//! Strongly-typed identifiers.

use core::str::FromStr;
use serde::{Deserialize, Serialize};
use uuid::Uuid;

use crate::error::DomainError;

/// Identifier of an inventory record.
///
/// Opaque to callers; assigned once when a record enters the store.
#[derive(Debug, Copy, Clone, PartialEq, Eq, PartialOrd, Ord, Hash, Serialize, Deserialize)]
#[serde(transparent)]
pub struct RecordId(Uuid);

impl RecordId {
    /// Create a new identifier.
    ///
    /// Uses UUIDv7 (time-ordered). Prefer passing IDs explicitly in tests
    /// for determinism.
    pub fn new() -> Self {
        Self(Uuid::now_v7())
    }

    pub fn from_uuid(uuid: Uuid) -> Self {
        Self(uuid)
    }

    pub fn as_uuid(&self) -> &Uuid {
        &self.0
    }
}

impl Default for RecordId {
    fn default() -> Self {
        Self::new()
    }
}

impl core::fmt::Display for RecordId {
    fn fmt(&self, f: &mut core::fmt::Formatter<'_>) -> core::fmt::Result {
        core::fmt::Display::fmt(&self.0, f)
    }
}

impl From<Uuid> for RecordId {
    fn from(value: Uuid) -> Self {
        Self(value)
    }
}

impl From<RecordId> for Uuid {
    fn from(value: RecordId) -> Self {
        value.0
    }
}

impl FromStr for RecordId {
    type Err = DomainError;

    fn from_str(s: &str) -> Result<Self, Self::Err> {
        let uuid = Uuid::from_str(s.trim())
            .map_err(|e| DomainError::invalid_id(format!("RecordId: {e}")))?;
        Ok(Self(uuid))
    }
}
//! Entity trait: identity + continuity across state changes.

/// Entity marker + minimal interface.
///
/// An entity keeps its identifier for its whole lifetime; every other field
/// may be replaced.
pub trait Entity {
    /// Strongly-typed entity identifier.
    type Id: Clone + Eq + core::hash::Hash + core::fmt::Debug;

    /// Returns the entity identifier.
    fn id(&self) -> &Self::Id;
}
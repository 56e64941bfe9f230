use std::sync::Arc;
use std::time::Duration;

use refbot_core::cooldown::CooldownCache;
use tokio::task::JoinHandle;
use tokio::time::MissedTickBehavior;
use tracing::debug;

/// Evicts expired cooldown entries once per `every`, so idle labels do not linger.
pub fn spawn(cooldown: Arc<CooldownCache>, every: Duration) -> JoinHandle<()> {
    tokio::spawn(async move {
        let mut ticker = tokio::time::interval(every.max(Duration::from_millis(1)));
        ticker.set_missed_tick_behavior(MissedTickBehavior::Delay);
        ticker.tick().await;

        loop {
            ticker.tick().await;
            let removed = cooldown.sweep();
            if removed > 0 {
                debug!(
                    event_name = "system.cooldown.swept",
                    removed,
                    remaining = cooldown.len(),
                    "evicted expired cooldown entries"
                );
            }
        }
    })
}

#[cfg(test)]
mod tests {
    use std::sync::Arc;
    use std::time::Duration;

    use refbot_core::cooldown::CooldownCache;

    #[tokio::test]
    async fn expired_entries_are_swept_in_the_background() {
        let cooldown = Arc::new(CooldownCache::new(Duration::from_millis(20)));
        assert!(!cooldown.check_and_mark("PR-1"));

        let handle = super::spawn(cooldown.clone(), Duration::from_millis(20));
        tokio::time::sleep(Duration::from_millis(150)).await;
        handle.abort();

        assert!(cooldown.is_empty());
    }
}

> _What you are asked to do_:
Set down the entries again, exactly as they stand above.

> _Finished task_:
//! Strongly-typed identifiers.

use core::str::FromStr;
use serde::{Deserialize, Serialize};
use uuid::Uuid;

use crate::error::DomainError;

/// Identifier of an inventory record.
///
/// Opaque to callers; assigned once when a record enters the store.
#[derive(Debug, Copy, Clone, PartialEq, Eq, PartialOrd, Ord, Hash, Serialize, Deserialize)]
#[serde(transparent)]
pub struct RecordId(Uuid);

impl RecordId {
    /// Create a new identifier.
    ///
    /// Uses UUIDv7 (time-ordered). Prefer passing IDs explicitly in tests
    /// for determinism.
    pub fn new() -> Self {
        Self(Uuid::now_v7())
    }

    pub fn from_uuid(uuid: Uuid) -> Self {
        Self(uuid)
    }

    pub fn as_uuid(&self) -> &Uuid {
        &self.0
    }
}

impl Default for RecordId {
    fn default() -> Self {
        Self::new()
    }
}

impl core::fmt::Display for RecordId {
    fn fmt(&self, f: &mut core::fmt::Formatter<'_>) -> core::fmt::Result {
        core::fmt::Display::fmt(&self.0, f)
    }
}

impl From<Uuid> for RecordId {
    fn from(value: Uuid) -> Self {
        Self(value)
    }
}

impl From<RecordId> for Uuid {
    fn from(value: RecordId) -> Self {
        value.0
    }
}

impl FromStr for RecordId {
    type Err = DomainError;

    fn from_str(s: &str) -> Result<Self, Self::Err> {
        let uuid = Uuid::from_str(s.trim())
            .map_err(|e| DomainError::invalid_id(format!("RecordId: {e}")))?;
        Ok(Self(uuid))
    }
}
//! Entity trait: identity + continuity across state changes.

/// Entity marker + minimal interface.
///
/// An entity keeps its identifier for its whole lifetime; every other field
/// may be replaced.
pub trait Entity {
    /// Strongly-typed entity identifier.
    type Id: Clone + Eq + core::hash::Hash + core::fmt::Debug;

    /// Returns the entity identifier.
    fn id(&self) -> &Self::Id;
}
repository 56e64941bfe9f230
use std::sync::Arc;
use std::time::Duration;

use refbot_core::cooldown::CooldownCache;
use tokio::task::JoinHandle;
use tokio::time::MissedTickBehavior;
use tracing::debug;

/// Evicts expired cooldown entries once per `every`, so idle labels do not linger.
pub fn spawn(cooldown: Arc<CooldownCache>, every: Duration) -> JoinHandle<()> {
    tokio::spawn(async move {
        let mut ticker = tokio::time::interval(every.max(Duration::from_millis(1)));
        ticker.set_missed_tick_behavior(MissedTickBehavior::Delay);
        ticker.tick().await;

        loop {
            ticker.tick().await;
            let removed = cooldown.sweep();
            if removed > 0 {
                debug!(
                    event_name = "system.cooldown.swept",
                    removed,
                    remaining = cooldown.len(),
                    "evicted expired cooldown entries"
                );
            }
        }
    })
}

#[cfg(test)]
mod tests {
    use std::sync::Arc;
    use std::time::Duration;

    use refbot_core::cooldown::CooldownCache;

    #[tokio::test]
    async fn expired_entries_are_swept_in_the_background() {
        let cooldown = Arc::new(CooldownCache::new(Duration::from_millis(20)));
        assert!(!cooldown.check_and_mark("PR-1"));

        let handle = super::spawn(cooldown.clone(), Duration::from_millis(20));
        tokio::time::sleep(Duration::from_millis(150)).await;
        handle.abort();

        assert!(cooldown.is_empty());
    }
}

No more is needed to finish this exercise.